Dalam bidang kurikulum sistem sentralistik ini juga mempengaruhi output
pendidikan. Tilaar menyebutkan kurikulum yang terpusat, penyelenggaraan sistem
manajemen yang dikendalikan dari atas telah menghasilkan output pendidikan
manusia robot. Selain kurikulum yang sentralistik, terdapat pula beberapa
kritikan kepada praktik pendidikan berkaitan dengan saratnya kurikulum sehingga
seolah-olah kurikulum itu kelebihan muatan. Hal ini mempengaruhi juga kualitas
pendidikan. Anak-anak terlalu banyak dibebani oleh mata pelajaran.[19]
Dalam
realitas sejarahnya, pengembangan kurikulum Pendidikan Islam tersebut mengalami
perubahan-perubahan paradigma, walaupun paradigma sebelumnya tetap
dipertahankan. Hal ini dapat dicermati dari fenomena berikut : (1) perubahan
dari tekanan pada hafalan dan daya ingat tentang teks-teks dari ajaran-ajaran
agama islam, serta disiplin mental spiritual sebagaimana pengaruh dari timur
tengah, kepada pemahaman tujuan makna dan motivasi beragama islam untuk
mencapai tujuan pembelajaran Pendidikan Islam. (2) perubahan dari cara berfikir
tekstual, normatif, dan absolutis kepada cara berfikir historis, empiris, dan
kontekstual dalam memahami dan menjelaskan ajaran-ajaran dan nilai-nilai
islam.(3) perubahan dari tekanan dari produk atau hasil pemikiran keagamaan
islam dari para pendahulunya kepada proses atau metodologinya sehingga
menghasilkan produk tersebut. (4) perubahan dari pola pengembangan kurikulum
pendidikan islam yang hanya mengandalkan pada para pakar dalam memilih dan
menyusun isi kurikulum pendidikan islam ke arah keterlibatan yang luas dari
para pakar, guru, peserta didik, masyarakat untuk mengidentifikasikan tujuan
Pendidikan Islam dan cara-cara mencapainya.[20]
c.
Pendekatan/Metode Pembelajaran
Peran guru
atau dosen sangat besar dalam meningkatkan kualitas kompetensi siswa/mahasiswa.

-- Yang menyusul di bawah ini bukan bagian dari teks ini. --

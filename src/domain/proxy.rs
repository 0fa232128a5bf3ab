//! Standing proxy ("auto-bid") limits.

use crate::domain::{Amount, AuctionId, TimeMs, UserId};
use serde::{Deserialize, Serialize};

/// A standing maximum a bidder authorizes the engine to bid up to on their
/// behalf. At most one per (auction, bidder); re-registering replaces the
/// ceiling but keeps `created_at`, so registration order is the first
/// registration and ceiling ties resolve deterministically.
#[derive(Debug, Clone, PartialEq, Eq, Serialize, Deserialize)]
pub struct ProxyLimit {
    pub auction_id: AuctionId,
    pub bidder_id: UserId,
    pub ceiling: Amount,
    pub created_at: TimeMs,
    pub updated_at: TimeMs,
}

impl ProxyLimit {
    pub fn new(auction_id: AuctionId, bidder_id: UserId, ceiling: Amount, now: TimeMs) -> Self {
        ProxyLimit {
            auction_id,
            bidder_id,
            ceiling,
            created_at: now,
            updated_at: now,
        }
    }
}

Dalam mengajar, ia harus mampu membangkitkan potensi guru, memotifasi,
memberikan suntikan dan menggerakkan siswa/mahasiswa melalui pola pembelajaran
yang kreatif dan kontekstual (konteks sekarang menggunakan teknologi yang
memadai). Pola pembelajaran yang demikian akan menunjang tercapainya sekolah
yang unggul dan kualitas lulusan yang siap bersaing dalam arus perkembangan
zaman.
Siswa atau
mahasiswa bukanlah manusia yang tidak memiliki pengalaman. Sebaliknya,
berjuta-juta pengalaman yang cukup beragam ternyata ia miliki. Oleh karena itu,
dikelas pun siswa/mahasiswa harus kritis membaca kenyataan kelas, dan siap
mengkritisinya. Bertolak dari kondisi ideal tersebut, kita menyadari, hingga
sekarang ini siswa masih banyak yang senang diajar dengan metode yang
konservatif, seperti ceramah, didikte, karena lebih sederhana dan tidak ada
tantangan untuk berfikir.
d.
Profesionalitas dan Kualitas SDM
Salah satu
masalah besar yang dihadapi dunia pendidikan di Indonesia sejak masa Orde Baru
adalah profesionalisme guru dan tenaga pendidik yang masih belum memadai.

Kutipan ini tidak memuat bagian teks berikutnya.